◆ Work instructions:
Reply with only a number, the count of lines in the listing that include the word "settle".

◆ Entries provided:
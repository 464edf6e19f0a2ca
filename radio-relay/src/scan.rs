//! Channel selection: the least busy own channel to transmit on, and the first
//! active other channel to listen on.
use log::{debug, info};
use std::time::Instant;

use crate::channels::Channel;
use crate::config::{millis, RelayConfig};
use crate::device::Transceiver;
use crate::error::RelayError;
use crate::shutdown::Shutdown;

/// Picks the own channel with the fewest busy samples over
/// [RelayConfig::scan_passes] passes. Ties go to the first channel of `own`.
///
/// Never fails for lack of a free channel: with every channel saturated the
/// least bad one is still returned.
///
/// # Panics
///
/// Panics if `own` is empty. [ChannelPartition](crate::ChannelPartition)
/// never hands out an empty slice.
pub fn select_free_channel<T: Transceiver>(
    radio: &mut T,
    own: &[Channel],
    config: &RelayConfig,
    shutdown: &Shutdown,
) -> Result<Channel, RelayError<T::Error>> {
    assert!(!own.is_empty(), "No own channel declared!");
    radio
        .enable_receive_mode()
        .map_err(RelayError::InternalRadioError)?;

    info!("Looking for a free channel among {:?}", own);
    let mut occupancy = vec![0u32; own.len()];
    for _ in 0..config.scan_passes {
        for (i, channel) in own.iter().enumerate() {
            shutdown.check()?;
            radio
                .tune(*channel)
                .map_err(RelayError::InternalRadioError)?;
            radio.delay_ms(millis(config.settle));
            if radio
                .is_busy_signal()
                .map_err(RelayError::InternalRadioError)?
            {
                occupancy[i] += 1;
            }
        }
    }

    let mut selected = own[0];
    let mut best = u32::MAX;
    for (busy, channel) in occupancy.iter().zip(own) {
        if *busy < best {
            selected = *channel;
            best = *busy;
        }
    }
    info!(
        "Selected channel {} (busy {}/{} samples)",
        selected, best, config.scan_passes
    );
    Ok(selected)
}

/// Round-robins through `other` from `start_index` until a channel carries
/// an incoming frame, dwelling at most [RelayConfig::dwell] on each.
///
/// Returns the channel together with the running index it was found at, so
/// that the next hunt can resume from `index + 1`. Blocks until a signal is
/// found or the node is interrupted.
///
/// # Panics
///
/// Panics if `other` is empty.
pub fn hunt_for_signal<T: Transceiver>(
    radio: &mut T,
    other: &[Channel],
    start_index: usize,
    config: &RelayConfig,
    shutdown: &Shutdown,
) -> Result<(Channel, usize), RelayError<T::Error>> {
    assert!(!other.is_empty(), "No channel to listen on!");
    radio
        .enable_receive_mode()
        .map_err(RelayError::InternalRadioError)?;

    info!("Hunting for a transmitter");
    let mut index = start_index;
    loop {
        let channel = other[index % other.len()];
        debug!("Listening on channel {}", channel);
        let start = Instant::now();
        loop {
            shutdown.check()?;
            radio
                .tune(channel)
                .map_err(RelayError::InternalRadioError)?;
            radio.delay_ms(millis(config.settle));
            if radio
                .has_incoming_frame()
                .map_err(RelayError::InternalRadioError)?
            {
                info!("Signal found on channel {}", channel);
                return Ok((channel, index));
            }
            if start.elapsed() >= config.dwell {
                break;
            }
        }
        index = index.wrapping_add(1);
    }
}

#[cfg(test)]
mod tests {
    use super::*;
    use crate::device::mock::{MockError, MockRadio};
    use std::time::Duration;

    fn config(passes: u32) -> RelayConfig {
        RelayConfig {
            scan_passes: passes,
            settle: Duration::from_millis(200),
            dwell: Duration::ZERO,
            ..Default::default()
        }
    }

    #[test]
    fn picks_the_least_busy_channel() {
        let mut radio = MockRadio::new()
            .script_busy(10, &[true, true, false])
            .script_busy(20, &[false, true, false])
            .script_busy(30, &[true, true, true]);
        let channel =
            select_free_channel(&mut radio, &[10, 20, 30], &config(3), &Shutdown::new()).unwrap();
        assert_eq!(channel, 20);
        assert_eq!(radio.tuned, vec![10, 20, 30, 10, 20, 30, 10, 20, 30]);
        assert_eq!(radio.slept_ms, 9 * 200);
    }

    #[test]
    fn ties_go_to_the_first_channel() {
        let mut radio = MockRadio::new()
            .script_busy(10, &[true, false])
            .script_busy(20, &[false, false])
            .script_busy(30, &[false, false])
            .script_busy(40, &[true, true]);
        let channel =
            select_free_channel(&mut radio, &[10, 20, 30, 40], &config(2), &Shutdown::new())
                .unwrap();
        assert_eq!(channel, 20);
    }

    #[test]
    fn saturated_channels_still_yield_one() {
        let mut radio = MockRadio::new()
            .script_busy(10, &[true; 4])
            .script_busy(20, &[true; 4]);
        let channel =
            select_free_channel(&mut radio, &[10, 20], &config(4), &Shutdown::new()).unwrap();
        assert_eq!(channel, 10);
    }

    #[test]
    fn radio_failure_is_fatal() {
        let mut radio = MockRadio::new();
        radio.fail_after_tunes = Some(2);
        let res = select_free_channel(&mut radio, &[10, 20], &config(4), &Shutdown::new());
        assert!(matches!(res, Err(RelayError::InternalRadioError(MockError))));
    }

    #[test]
    fn hunt_resumes_from_start_index_and_wraps() {
        let mut radio = MockRadio::new().queue_frames(5, vec![vec![0xFF]]);
        let (channel, index) =
            hunt_for_signal(&mut radio, &[5, 10, 15], 4, &config(1), &Shutdown::new()).unwrap();
        // 4 % 3 = 1 -> 10, then 15, then 5.
        assert_eq!(channel, 5);
        assert_eq!(index, 6);
        assert_eq!(radio.tuned, vec![10, 15, 5]);
        assert!(radio.listening);
    }

    #[test]
    fn hunt_dwells_until_the_timeout() {
        let mut radio = MockRadio::new().queue_frames(15, vec![vec![0]]);
        let config = RelayConfig {
            settle: Duration::ZERO,
            dwell: Duration::from_millis(5),
            ..Default::default()
        };
        let (channel, index) =
            hunt_for_signal(&mut radio, &[5, 10, 15], 0, &config, &Shutdown::new()).unwrap();
        assert_eq!((channel, index), (15, 2));
        // Several polls on each silent channel before moving on.
        assert!(radio.tuned.iter().filter(|ch| **ch == 5).count() > 1);
    }

    #[test]
    #[should_panic(expected = "No own channel declared!")]
    fn selecting_among_no_channel_panics() {
        let _ = select_free_channel(&mut MockRadio::new(), &[], &config(1), &Shutdown::new());
    }

    #[test]
    #[should_panic(expected = "No channel to listen on!")]
    fn hunting_on_no_channel_panics() {
        let _ = hunt_for_signal(&mut MockRadio::new(), &[], 0, &config(1), &Shutdown::new());
    }

    #[test]
    fn hunt_stops_on_interrupt() {
        let mut radio = MockRadio::new();
        let shutdown = Shutdown::new();
        shutdown.trigger();
        let res = hunt_for_signal(&mut radio, &[5, 10], 0, &config(1), &shutdown);
        assert!(matches!(res, Err(RelayError::Interrupted)));
    }
}
//! Node run loop: an origin broadcasts the content found on its storage, a
//! relay receives it first, stores it and then broadcasts it in turn.
use log::{error, info, warn};
use std::convert::Infallible;
use std::io;
use std::path::PathBuf;

use crate::channels::ChannelPartition;
use crate::config::{millis, RelayConfig};
use crate::device::Transceiver;
use crate::error::RelayError;
use crate::receive::Receiver;
use crate::shutdown::Shutdown;
use crate::transmit::transmit_forever;

/// Whether the node starts with the content or has to receive it.
#[derive(Debug, Copy, Clone, PartialEq, Eq)]
pub enum Role {
    Origin,
    Relay,
}

/// Outcome of a persistence attempt.
#[derive(Debug, Clone, PartialEq, Eq)]
pub enum Persistence {
    Stored(PathBuf),
    /// The backing medium is not available yet; try again later.
    Deferred,
}

/// Where content comes from and where received content goes.
pub trait Storage {
    /// Content to broadcast, if any is available right now.
    fn locate_content(&mut self) -> io::Result<Option<Vec<u8>>>;

    /// Stores received content.
    fn persist(&mut self, content: &[u8]) -> io::Result<Persistence>;
}

impl<S: Storage + ?Sized> Storage for Box<S> {
    fn locate_content(&mut self) -> io::Result<Option<Vec<u8>>> {
        (**self).locate_content()
    }

    fn persist(&mut self, content: &[u8]) -> io::Result<Persistence> {
        (**self).persist(content)
    }
}

/// Latched persistence of the received content.
#[derive(Debug, Default)]
struct PendingPersist {
    done: bool,
}

impl PendingPersist {
    fn attempt<S: Storage>(&mut self, storage: &mut S, content: &[u8]) {
        if self.done {
            return;
        }
        match storage.persist(content) {
            Ok(Persistence::Stored(path)) => {
                info!("Received content stored at {}", path.display());
                self.done = true;
            }
            Ok(Persistence::Deferred) => {}
            Err(err) => warn!("Failed to store the received content: {}", err),
        }
    }
}

/// One node of the mesh: its radio, its channels and its timings.
pub struct Node<T: Transceiver> {
    radio: T,
    partition: ChannelPartition,
    config: RelayConfig,
    shutdown: Shutdown,
}

impl<T: Transceiver> Node<T> {
    pub fn new(radio: T, partition: ChannelPartition, config: RelayConfig, shutdown: Shutdown) -> Self {
        Self {
            radio,
            partition,
            config,
            shutdown,
        }
    }

    pub fn partition(&self) -> &ChannelPartition {
        &self.partition
    }

    /// Runs the node in `role` until interrupted or the radio fails.
    pub fn run<S: Storage>(
        &mut self,
        role: Role,
        storage: &mut S,
    ) -> Result<Infallible, RelayError<T::Error>> {
        match role {
            Role::Origin => self.run_origin(storage),
            Role::Relay => self.run_relay(storage),
        }
    }

    /// Waits for content on the storage, then broadcasts it forever.
    pub fn run_origin<S: Storage>(
        &mut self,
        storage: &mut S,
    ) -> Result<Infallible, RelayError<T::Error>> {
        info!("Acting as origin");
        let content = self.wait_for_content(storage)?;
        info!("Content of {}B found", content.len());
        transmit_forever(
            &mut self.radio,
            &content,
            self.partition.own(),
            &self.config,
            &self.shutdown,
            |_| {},
        )
    }

    /// Receives the content, stores it and broadcasts it forever.
    ///
    /// Content already present on the storage is broadcast directly. Storing is
    /// retried after every cycle until the medium accepts it.
    pub fn run_relay<S: Storage>(
        &mut self,
        storage: &mut S,
    ) -> Result<Infallible, RelayError<T::Error>> {
        let preloaded = storage.locate_content().unwrap_or_else(|err| {
            warn!("Failed to look for content on storage: {}", err);
            None
        });
        if let Some(content) = preloaded {
            info!("Content of {}B already on storage, acting as origin", content.len());
            return transmit_forever(
                &mut self.radio,
                &content,
                self.partition.own(),
                &self.config,
                &self.shutdown,
                |_| {},
            );
        }

        info!("Acting as relay");
        let content = Receiver::new(
            &mut self.radio,
            self.partition.other(),
            &self.config,
            &self.shutdown,
        )
        .receive()?;

        let mut pending = PendingPersist::default();
        pending.attempt(storage, &content);
        if !pending.done {
            info!("No medium to store the content yet, will retry while transmitting");
        }
        transmit_forever(
            &mut self.radio,
            &content,
            self.partition.own(),
            &self.config,
            &self.shutdown,
            |_| pending.attempt(storage, &content),
        )
    }

    /// Releases the radio. Errors are logged, the node is going away anyway.
    pub fn power_down(&mut self) {
        if let Err(err) = self.radio.power_down() {
            error!("Radio power down failed: {:?}", err);
        }
    }

    pub fn into_radio(self) -> T {
        self.radio
    }

    fn wait_for_content<S: Storage>(
        &mut self,
        storage: &mut S,
    ) -> Result<Vec<u8>, RelayError<T::Error>> {
        let mut waiting = WaitReason::default();
        loop {
            self.shutdown.check()?;
            match storage.locate_content() {
                Ok(Some(content)) => return Ok(content),
                Ok(None) => {
                    if waiting.update(WaitReason::NoContent) {
                        info!("Waiting for content to transmit...");
                    }
                }
                Err(err) => {
                    if waiting.update(WaitReason::Unreadable(err.kind())) {
                        warn!("Storage unreadable, waiting for it: {}", err);
                    }
                }
            }
            self.radio.delay_ms(millis(self.config.media_poll));
        }
    }
}

/// Why the origin has nothing to transmit yet.
#[derive(Debug, Default, Clone, PartialEq, Eq)]
enum WaitReason {
    #[default]
    Starting,
    NoContent,
    Unreadable(io::ErrorKind),
}

impl WaitReason {
    /// Records `next`, true when it differs from the previous reason.
    fn update(&mut self, next: WaitReason) -> bool {
        if *self == next {
            return false;
        }
        *self = next;
        true
    }
}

◆ Result of the task:
4